Secondo le stime sono circa 160.000 i dipendenti pubblici che andranno in pensione con Quota 100. A questi lo Stato tra 24 mesi (secondo quanto disposto dal Decreto Salva Italia del 2011 e dalla Legge di Stabilità del 2014) dovrà pagare il TFR o il TFS, per un totale di circa 3 miliardi di euro di spesa. Oggi, infatti, per il pagamento della liquidazione i dipendenti pubblici devono attendere 24 mesi (più altri 3 mesi di tolleranza) nel caso in cui abbiano cessato il servizio per dimissioni volontarie o in caso di pensionamento anticipato (qual è appunto la Quota 100). I tempi si riducono a 12 mesi per chi ha raggiunto i requisiti per la pensione di vecchiaia e a 105 giorni per chi è stato dispensato per inabilità (o anche per i decessi). Ma in che modo la Quota 100 potrebbe allungare ancora i tempi per il pagamento della buonuscita dei dipendenti pubblici?

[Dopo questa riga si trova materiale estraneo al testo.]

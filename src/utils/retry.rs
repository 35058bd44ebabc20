//! Retry utilities for resilient operations
//!
//! This module provides a common retry mechanism with exponential backoff,
//! used by acquirer wrappers. The coordination layer itself never retries;
//! total retry time here must stay well under the lease TTL.

use anyhow::Result;
use std::future::Future;
use std::time::Duration;
use tracing::{debug, warn};

/// Configuration for retry behavior
#[derive(Debug, Clone)]
pub struct RetryConfig {
    /// Maximum number of retry attempts
    pub max_retries: u32,

    /// Base delay in milliseconds for exponential backoff
    pub base_delay_ms: u64,

    /// Maximum delay in milliseconds (caps exponential growth)
    pub max_delay_ms: u64,

    /// Multiplier for exponential backoff (default: 2.0)
    pub backoff_multiplier: f64,
}

impl Default for RetryConfig {
    fn default() -> Self {
        Self {
            max_retries: 3,
            base_delay_ms: 1000,
            max_delay_ms: 30_000,
            backoff_multiplier: 2.0,
        }
    }
}

impl RetryConfig {
    /// Create a new retry configuration with custom max retries
    pub fn new(max_retries: u32) -> Self {
        Self {
            max_retries,
            ..Default::default()
        }
    }

    /// Create a retry configuration with custom delays
    pub fn with_delays(max_retries: u32, base_delay_ms: u64, max_delay_ms: u64) -> Self {
        Self {
            max_retries,
            base_delay_ms,
            max_delay_ms,
            backoff_multiplier: 2.0,
        }
    }

    /// Calculate delay for a given attempt using exponential backoff
    fn calculate_delay(&self, attempt: u32) -> Duration {
        let delay_ms = if attempt == 0 {
            0
        } else {
            let exponential =
                self.base_delay_ms as f64 * self.backoff_multiplier.powi((attempt - 1) as i32);
            (exponential as u64).min(self.max_delay_ms)
        };

        Duration::from_millis(delay_ms)
    }
}

/// Execute an operation with retry logic and exponential backoff
///
/// Returns `Ok(T)` on success, or the last error if all retries fail.
pub async fn with_retry<T, F, Fut>(config: &RetryConfig, operation: F) -> Result<T>
where
    F: Fn() -> Fut,
    Fut: Future<Output = Result<T>>,
{
    let mut last_error = None;

    for attempt in 0..=config.max_retries {
        if attempt > 0 {
            let delay = config.calculate_delay(attempt);
            debug!(
                attempt = attempt,
                delay_ms = delay.as_millis(),
                "Retrying operation after delay"
            );
            tokio::time::sleep(delay).await;
        }

        match operation().await {
            Ok(value) => return Ok(value),
            Err(err) => {
                warn!(
                    attempt = attempt,
                    max_retries = config.max_retries,
                    error = %err,
                    "Operation attempt failed"
                );
                last_error = Some(err);
            }
        }
    }

    Err(last_error.unwrap_or_else(|| anyhow::anyhow!("retry loop produced no error")))
}

#[cfg(test)]
mod tests {
    use super::*;
    use std::sync::atomic::{AtomicU32, Ordering};

    #[test]
    fn test_calculate_delay_grows_exponentially() {
        let config = RetryConfig::with_delays(5, 100, 10_000);

        assert_eq!(config.calculate_delay(0), Duration::from_millis(0));
        assert_eq!(config.calculate_delay(1), Duration::from_millis(100));
        assert_eq!(config.calculate_delay(2), Duration::from_millis(200));
        assert_eq!(config.calculate_delay(3), Duration::from_millis(400));
    }

    #[test]
    fn test_calculate_delay_is_capped() {
        let config = RetryConfig::with_delays(10, 1000, 2500);
        assert_eq!(config.calculate_delay(8), Duration::from_millis(2500));
    }

    #[tokio::test]
    async fn test_with_retry_succeeds_eventually() {
        let attempts = AtomicU32::new(0);
        let config = RetryConfig::with_delays(3, 1, 10);

        let result: Result<u32> = with_retry(&config, || async {
            let n = attempts.fetch_add(1, Ordering::SeqCst);
            if n < 2 {
                anyhow::bail!("not yet");
            }
            Ok(n)
        })
        .await;

        assert_eq!(result.unwrap(), 2);
    }

    #[tokio::test]
    async fn test_with_retry_returns_last_error() {
        let config = RetryConfig::with_delays(2, 1, 10);

        let result: Result<()> =
            with_retry(&config, || async { anyhow::bail!("always failing") }).await;

        assert!(result.is_err());
        assert!(result.unwrap_err().to_string().contains("always failing"));
    }
}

Sembra che il governo voglia far slittare i tempi per l’erogazione della liquidazione per coloro che andranno in pensione prima, riconoscendo quanto dovuto solamente una volta raggiunta l’età pensionabile per la pensione di vecchiaia.

Quindi un dipendente pubblico che andrà in pensione a 62 anni anziché ricevere il TFR/TFS dopo due anni ne dovrà attendere altri tre, visto che l’amministrazione gli pagherà quanto gli spetta solamente alla soglia dei 67 anni. In alternativa, anziché penalizzare i dipendenti pubblici, per far fronte ai 3 miliardi di euro non previsti, il governo potrebbe ricorrere all’aiuto delle banche, pagando le liquidazioni ricorrendo a un anticipo bancario che verrebbe poi restituito, dal Tesoro stesso, in 5 anni.